-- Source records follows --

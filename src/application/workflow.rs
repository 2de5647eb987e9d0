use crate::domain::document::{Document, DocumentFields, phone_key};
use crate::domain::payment::{
    Amount, EmailMessage, OrderRequest, PaymentOutcome, PaymentRecord, PaymentRequest,
};
use crate::domain::ports::{
    DocumentStoreBox, NotifierBox, PaymentGatewayBox, TicketGeneratorBox, Upsert, UpsertMode,
};
use crate::domain::status::TicketStatus;
use crate::domain::ticket::TicketNumber;
use crate::error::{Result, WorkflowError};
use chrono::{TimeDelta, Utc};

/// Attempts at drawing an unused ticket number before giving up.
pub const MAX_TICKET_ATTEMPTS: usize = 16;

pub const PAYMENT_LINK_SUBJECT: &str = "Payment Link";
pub const PAYMENT_LINK_SENT: &str = "Payment link sent successfully";

/// Minutes a payment call may hold its claim on a ticket before another call
/// may take it over.
pub const PAYMENT_CLAIM_TTL_MINUTES: i64 = 5;

/// Defaults applied by the payment transition.
#[derive(Debug, Clone, PartialEq)]
pub struct PaymentSettings {
    pub amount: Amount,
    pub currency: String,
    /// Link emailed to the applicant.
    pub payment_url: String,
    /// Sender address of the payment-link email.
    pub mail_from: String,
}

/// Result of a submission.
#[derive(Debug, Clone, PartialEq)]
pub struct Submission {
    pub ticket_number: TicketNumber,
    /// `true` when a new document was created, `false` when an existing one was overwritten.
    pub created: bool,
}

/// The document workflow: intake by phone number, staff status changes, and
/// the payment-link transition.
///
/// Every operation is a single atomic store primitive or a documented chain of
/// them. The workflow itself holds no locks.
pub struct DocumentWorkflow {
    store: DocumentStoreBox,
    tickets: TicketGeneratorBox,
    payments: PaymentGatewayBox,
    notifier: NotifierBox,
    settings: PaymentSettings,
}

impl DocumentWorkflow {
    /// Creates a new `DocumentWorkflow` instance.
    ///
    /// # Arguments
    ///
    /// * `store` - The store for applicant documents.
    /// * `tickets` - Source of fresh ticket numbers.
    /// * `payments` - Gateway creating payment orders.
    /// * `notifier` - Gateway delivering the payment-link email.
    /// * `settings` - Defaults for the payment transition.
    pub fn new(
        store: DocumentStoreBox,
        tickets: TicketGeneratorBox,
        payments: PaymentGatewayBox,
        notifier: NotifierBox,
        settings: PaymentSettings,
    ) -> Self {
        Self {
            store,
            tickets,
            payments,
            notifier,
            settings,
        }
    }

    /// Creates or overwrites the document for the submitted phone number.
    ///
    /// A caller-supplied ticket number is only honoured when the document is
    /// created; an existing document keeps its ticket.
    pub async fn submit(&self, fields: DocumentFields) -> Result<Submission> {
        let requested = TicketNumber::from_input(fields.ticket_number.as_deref());
        let draft = Document::from_submission(fields, TicketNumber::new(""))?;

        let outcome = self
            .allocate(draft, requested, UpsertMode::Replace)
            .await?;
        let submission = Submission {
            ticket_number: outcome.document().ticket_number.clone(),
            created: outcome.is_created(),
        };

        tracing::info!(
            ticket = %submission.ticket_number,
            created = submission.created,
            "document submitted"
        );
        Ok(submission)
    }

    /// Reserves a ticket number for a phone number without any document payload.
    /// An existing document is left untouched and its ticket returned.
    pub async fn reserve_ticket(
        &self,
        phone_number: &str,
        ticket_number: Option<&str>,
    ) -> Result<TicketNumber> {
        let requested = TicketNumber::from_input(ticket_number);
        let draft = Document::reservation(phone_number, TicketNumber::new(""))?;

        let outcome = self
            .allocate(draft, requested, UpsertMode::KeepExisting)
            .await?;
        let ticket = outcome.document().ticket_number.clone();
        tracing::info!(ticket = %ticket, created = outcome.is_created(), "ticket reserved");
        Ok(ticket)
    }

    /// Runs the atomic upsert, drawing fresh ticket numbers while generated ones collide.
    async fn allocate(
        &self,
        mut draft: Document,
        requested: Option<TicketNumber>,
        mode: UpsertMode,
    ) -> Result<Upsert> {
        if let Some(ticket) = requested {
            draft.ticket_number = ticket;
            return self.store.upsert_by_phone(draft, mode).await;
        }

        for attempt in 1..=MAX_TICKET_ATTEMPTS {
            draft.ticket_number = self.tickets.generate();
            match self.store.upsert_by_phone(draft.clone(), mode).await {
                Err(WorkflowError::Conflict(ticket)) => {
                    tracing::debug!(%ticket, attempt, "generated ticket already in use");
                }
                outcome => return outcome,
            }
        }

        Err(WorkflowError::InternalError(
            format!("no unused ticket number after {MAX_TICKET_ATTEMPTS} attempts").into(),
        ))
    }

    /// Ticket number of the document stored for `phone_number`, if any.
    /// A blank phone number matches nothing.
    pub async fn ticket_for_phone(&self, phone_number: &str) -> Result<Option<TicketNumber>> {
        let Ok(phone) = phone_key(phone_number) else {
            return Ok(None);
        };
        Ok(self
            .store
            .find_by_phone(&phone)
            .await?
            .map(|doc| doc.ticket_number))
    }

    /// Current status of a ticket. Unknown tickets and tickets still in the
    /// initial state both yield `None`.
    pub async fn status(&self, ticket: &TicketNumber) -> Result<Option<TicketStatus>> {
        Ok(self
            .store
            .find_by_ticket(ticket)
            .await?
            .and_then(|doc| doc.status.reported().cloned()))
    }

    /// Sets the status of a ticket on behalf of staff.
    ///
    /// Returns the updated document, or `None` when the ticket matches nothing.
    pub async fn set_status(&self, ticket: &TicketNumber, label: &str) -> Result<Option<Document>> {
        let next = TicketStatus::parse(label)?;
        let updated = self
            .store
            .update_by_ticket(ticket, Box::new(move |doc| doc.transition_to(next)))
            .await?;

        match &updated {
            Some(doc) => tracing::info!(%ticket, status = %doc.status, "ticket status updated"),
            None => tracing::warn!(%ticket, "status update matched no document"),
        }
        Ok(updated)
    }

    /// Issues the payment order for a ticket cleared for payment and emails the
    /// payment link to the applicant.
    ///
    /// The ticket is claimed in the store before the gateway is called, so
    /// concurrent calls create at most one order. A call that finds the claim
    /// held fails with `PaymentInProgress`. The order is recorded on the
    /// document before the email is sent. A recorded order is reused on later
    /// calls, so retrying after an email failure re-sends the link without
    /// creating a second order.
    pub async fn proceed_to_payment(
        &self,
        ticket: &TicketNumber,
        request: PaymentRequest,
    ) -> Result<PaymentOutcome> {
        let order_request = self.order_request(ticket, request)?;

        let now = Utc::now();
        let ttl = TimeDelta::minutes(PAYMENT_CLAIM_TTL_MINUTES);
        let claimed = match self
            .store
            .update_by_ticket(
                ticket,
                Box::new(move |doc| doc.claim_payment(now, ttl)),
            )
            .await
        {
            Ok(Some(doc)) => doc,
            Ok(None) => return Err(WorkflowError::NotFound(ticket.to_string())),
            Err(e) => {
                tracing::warn!(%ticket, error = %e, "payment refused");
                return Err(e);
            }
        };

        let record = match claimed.payment {
            Some(record) => {
                tracing::info!(%ticket, order_id = %record.order.id, "reusing recorded payment order");
                record
            }
            None => self.issue_order(ticket, order_request).await?,
        };

        self.send_payment_link(ticket, claimed.email.as_deref())
            .await?;

        Ok(PaymentOutcome {
            message: PAYMENT_LINK_SENT.to_string(),
            order: record.order,
        })
    }

    fn order_request(&self, ticket: &TicketNumber, request: PaymentRequest) -> Result<OrderRequest> {
        let amount = request.amount.unwrap_or(self.settings.amount);
        Ok(OrderRequest {
            amount: amount.to_minor_units()?,
            currency: request
                .currency
                .unwrap_or_else(|| self.settings.currency.clone()),
            receipt: format!("rcpt_{ticket}"),
            payment_capture: true,
        })
    }

    /// Creates the order at the gateway and records it. Must only be called
    /// while holding the payment claim on `ticket`.
    async fn issue_order(
        &self,
        ticket: &TicketNumber,
        order_request: OrderRequest,
    ) -> Result<PaymentRecord> {
        let order = match self.payments.create_order(order_request).await {
            Ok(order) => order,
            Err(e) => {
                self.release_claim(ticket).await;
                return Err(e);
            }
        };
        let record = PaymentRecord::new(order);

        let updated = self
            .store
            .update_by_ticket(ticket, Box::new(move |doc| doc.record_payment(record)))
            .await?
            .ok_or_else(|| WorkflowError::NotFound(ticket.to_string()))?;

        updated.payment.ok_or_else(|| {
            WorkflowError::InternalError(
                format!("payment record for ticket {ticket} was not persisted").into(),
            )
        })
    }

    async fn release_claim(&self, ticket: &TicketNumber) {
        let released = self
            .store
            .update_by_ticket(
                ticket,
                Box::new(|doc| {
                    doc.release_payment_claim();
                    Ok(())
                }),
            )
            .await;
        if let Err(e) = released {
            tracing::error!(%ticket, error = %e, "failed to release payment claim");
        }
    }

    async fn send_payment_link(&self, ticket: &TicketNumber, email: Option<&str>) -> Result<()> {
        let to = email
            .map(str::trim)
            .filter(|email| !email.is_empty())
            .ok_or_else(|| {
                WorkflowError::ValidationError(format!("Document {ticket} has no email address"))
            })?;

        let message = EmailMessage {
            from: self.settings.mail_from.clone(),
            to: to.to_string(),
            subject: PAYMENT_LINK_SUBJECT.to_string(),
            text: format!(
                "Dear User,\n\nPlease proceed to payment by clicking on the following link: {}",
                self.settings.payment_url
            ),
        };

        if let Err(e) = self.notifier.send(message).await {
            tracing::error!(%ticket, error = %e, "payment link email failed, order kept for retry");
            return Err(e);
        }

        // Delivered already, so the call succeeds even if the stamp fails.
        let sent_at = Utc::now();
        let stamped = self
            .store
            .update_by_ticket(
                ticket,
                Box::new(move |doc| {
                    doc.mark_link_sent(sent_at);
                    Ok(())
                }),
            )
            .await;
        if let Err(e) = stamped {
            tracing::error!(%ticket, error = %e, "payment link sent but not stamped");
        }
        Ok(())
    }

    /// Distinct ticket numbers present in the store, sorted.
    pub async fn tickets(&self) -> Result<Vec<TicketNumber>> {
        self.store.distinct_tickets().await
    }

    pub async fn documents(&self) -> Result<Vec<Document>> {
        self.store.all_documents().await
    }

    pub async fn documents_for_ticket(&self, ticket: &TicketNumber) -> Result<Vec<Document>> {
        Ok(self.store.find_by_ticket(ticket).await?.into_iter().collect())
    }
}
pub mod application;
pub mod config;
pub mod domain;
pub mod error;
pub mod infrastructure;
pub mod interfaces;
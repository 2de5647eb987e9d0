use crate::domain::ports::TicketGenerator;
use rand::Rng;
use serde::{Deserialize, Serialize};
use std::fmt;

/// Length of generated ticket numbers.
pub const TICKET_LENGTH: usize = 8;

const TICKET_CHARSET: &[u8] = b"0123456789ABCDEFGHIJKLMNOPQRSTUVWXYZ";

/// Public-facing identifier of a submission.
#[derive(Debug, Clone, PartialEq, Eq, Hash, PartialOrd, Ord, Serialize, Deserialize)]
#[serde(transparent)]
pub struct TicketNumber(String);

impl TicketNumber {
    pub fn new(value: impl Into<String>) -> Self {
        Self(value.into())
    }

    /// Interprets a caller-supplied ticket; blank input means "none supplied".
    pub fn from_input(value: Option<&str>) -> Option<Self> {
        value
            .map(str::trim)
            .filter(|ticket| !ticket.is_empty())
            .map(Self::new)
    }

    pub fn as_str(&self) -> &str {
        &self.0
    }
}

impl fmt::Display for TicketNumber {
    fn fmt(&self, f: &mut fmt::Formatter<'_>) -> fmt::Result {
        f.write_str(&self.0)
    }
}

impl From<&str> for TicketNumber {
    fn from(value: &str) -> Self {
        Self::new(value)
    }
}

/// Draws ticket numbers from the thread-local PRNG.
///
/// Not cryptographically secure. Uniqueness is enforced by the store, not here.
#[derive(Debug, Default, Clone, Copy)]
pub struct RandomTicketGenerator;

impl RandomTicketGenerator {
    pub fn new() -> Self {
        Self
    }
}

impl TicketGenerator for RandomTicketGenerator {
    fn generate(&self) -> TicketNumber {
        let mut rng = rand::thread_rng();
        let ticket: String = (0..TICKET_LENGTH)
            .map(|_| TICKET_CHARSET[rng.gen_range(0..TICKET_CHARSET.len())] as char)
            .collect();
        TicketNumber(ticket)
    }
}
use super::extract::{ApiJson, ApiQuery};
use super::response::{ApiError, DocumentView};
use crate::application::workflow::DocumentWorkflow;
use crate::domain::document::DocumentFields;
use crate::domain::payment::{Amount, PaymentOutcome, PaymentRequest};
use crate::domain::status::TicketStatus;
use crate::domain::ticket::TicketNumber;
use axum::Json;
use axum::extract::{DefaultBodyLimit, Path, State};
use axum::http::StatusCode;
use axum::response::{IntoResponse, Response};
use axum::routing::{get, post, put};
use axum::Router;
use rust_decimal::Decimal;
use serde::{Deserialize, Serialize};
use std::sync::Arc;

/// Base64 attachments make uploads large.
pub const MAX_BODY_BYTES: usize = 20 * 1024 * 1024;

pub type AppState = Arc<DocumentWorkflow>;

/// Builds the HTTP surface over a shared workflow.
pub fn router(workflow: AppState) -> Router {
    Router::new()
        .route("/upload", post(upload))
        .route("/saveTicketNumber", post(save_ticket_number))
        .route(
            "/getTicketNumberByPhoneNumber/{phone_number}",
            get(ticket_by_phone),
        )
        .route("/getTicketStatus/{ticket_number}", get(ticket_status))
        .route("/tickets", get(list_tickets))
        .route("/tickets/{ticket_number}", get(ticket_status))
        .route(
            "/updateTicketStatus/{ticket_number}",
            put(update_ticket_status),
        )
        .route("/proceedToPayment/{ticket_number}", put(proceed_to_payment))
        .route("/getdocuments", get(list_documents))
        .route("/documents/{ticket_number}", get(documents_for_ticket))
        .layer(DefaultBodyLimit::max(MAX_BODY_BYTES))
        .with_state(workflow)
}

#[derive(Debug, Serialize, Deserialize)]
#[serde(rename_all = "camelCase")]
pub struct TicketResponse {
    pub message: String,
    pub ticket_number: TicketNumber,
}

#[derive(Debug, Serialize)]
#[serde(rename_all = "camelCase")]
struct TicketLookup {
    ticket_number: Option<TicketNumber>,
}

#[derive(Debug, Serialize)]
struct StatusLookup {
    status: Option<TicketStatus>,
}

#[derive(Debug, Serialize)]
struct DocumentList<'a> {
    documents: Vec<DocumentView<'a>>,
}

#[derive(Debug, Deserialize)]
#[serde(rename_all = "camelCase")]
struct StatusUpdate {
    admin_status: String,
}

#[derive(Debug, Deserialize)]
#[serde(rename_all = "camelCase")]
struct TicketReservation {
    phone_number: String,
    ticket_number: Option<String>,
}

#[derive(Debug, Deserialize)]
struct PaymentQuery {
    amount: Option<Decimal>,
    currency: Option<String>,
}

impl TryFrom<PaymentQuery> for PaymentRequest {
    type Error = ApiError;

    fn try_from(query: PaymentQuery) -> Result<Self, Self::Error> {
        Ok(PaymentRequest {
            amount: query.amount.map(Amount::new).transpose()?,
            currency: query
                .currency
                .map(|currency| currency.trim().to_uppercase())
                .filter(|currency| !currency.is_empty()),
        })
    }
}

async fn upload(
    State(workflow): State<AppState>,
    ApiJson(fields): ApiJson<DocumentFields>,
) -> Result<(StatusCode, Json<TicketResponse>), ApiError> {
    let submission = workflow.submit(fields).await?;
    let (status, message) = if submission.created {
        (StatusCode::CREATED, "Document uploaded successfully")
    } else {
        (StatusCode::OK, "Document details updated successfully")
    };
    Ok((
        status,
        Json(TicketResponse {
            message: message.to_string(),
            ticket_number: submission.ticket_number,
        }),
    ))
}

async fn save_ticket_number(
    State(workflow): State<AppState>,
    ApiJson(reservation): ApiJson<TicketReservation>,
) -> Result<(StatusCode, Json<TicketResponse>), ApiError> {
    let ticket_number = workflow
        .reserve_ticket(
            &reservation.phone_number,
            reservation.ticket_number.as_deref(),
        )
        .await?;
    Ok((
        StatusCode::CREATED,
        Json(TicketResponse {
            message: "Ticket number saved successfully".to_string(),
            ticket_number,
        }),
    ))
}

async fn ticket_by_phone(
    State(workflow): State<AppState>,
    Path(phone_number): Path<String>,
) -> Result<Json<TicketLookup>, ApiError> {
    let ticket_number = workflow.ticket_for_phone(&phone_number).await?;
    Ok(Json(TicketLookup { ticket_number }))
}

async fn ticket_status(
    State(workflow): State<AppState>,
    Path(ticket_number): Path<String>,
) -> Result<Json<StatusLookup>, ApiError> {
    let status = workflow.status(&TicketNumber::new(ticket_number)).await?;
    Ok(Json(StatusLookup { status }))
}

async fn update_ticket_status(
    State(workflow): State<AppState>,
    Path(ticket_number): Path<String>,
    ApiJson(update): ApiJson<StatusUpdate>,
) -> Result<Response, ApiError> {
    let updated = workflow
        .set_status(&TicketNumber::new(ticket_number), &update.admin_status)
        .await?;
    Ok(Json(updated.as_ref().map(DocumentView::from)).into_response())
}

async fn proceed_to_payment(
    State(workflow): State<AppState>,
    Path(ticket_number): Path<String>,
    ApiQuery(query): ApiQuery<PaymentQuery>,
) -> Result<Json<PaymentOutcome>, ApiError> {
    let request = PaymentRequest::try_from(query)?;
    let outcome = workflow
        .proceed_to_payment(&TicketNumber::new(ticket_number), request)
        .await?;
    Ok(Json(outcome))
}

async fn list_tickets(
    State(workflow): State<AppState>,
) -> Result<Json<Vec<TicketNumber>>, ApiError> {
    Ok(Json(workflow.tickets().await?))
}

async fn list_documents(State(workflow): State<AppState>) -> Result<Response, ApiError> {
    let documents = workflow.documents().await?;
    let views: Vec<DocumentView> = documents.iter().map(DocumentView::from).collect();
    Ok(Json(views).into_response())
}

async fn documents_for_ticket(
    State(workflow): State<AppState>,
    Path(ticket_number): Path<String>,
) -> Result<Response, ApiError> {
    let documents = workflow
        .documents_for_ticket(&TicketNumber::new(ticket_number))
        .await?;
    let views: Vec<DocumentView> = documents.iter().map(DocumentView::from).collect();
    Ok(Json(DocumentList { documents: views }).into_response())
}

-- Source records concluded --

Where the string "Some" appears in a line of the entries above, return that line.

        if let Some(ticket) = requested {
            Some(doc) => tracing::info!(%ticket, status = %doc.status, "ticket status updated"),
            Ok(Some(doc)) => doc,
            Some(record) => {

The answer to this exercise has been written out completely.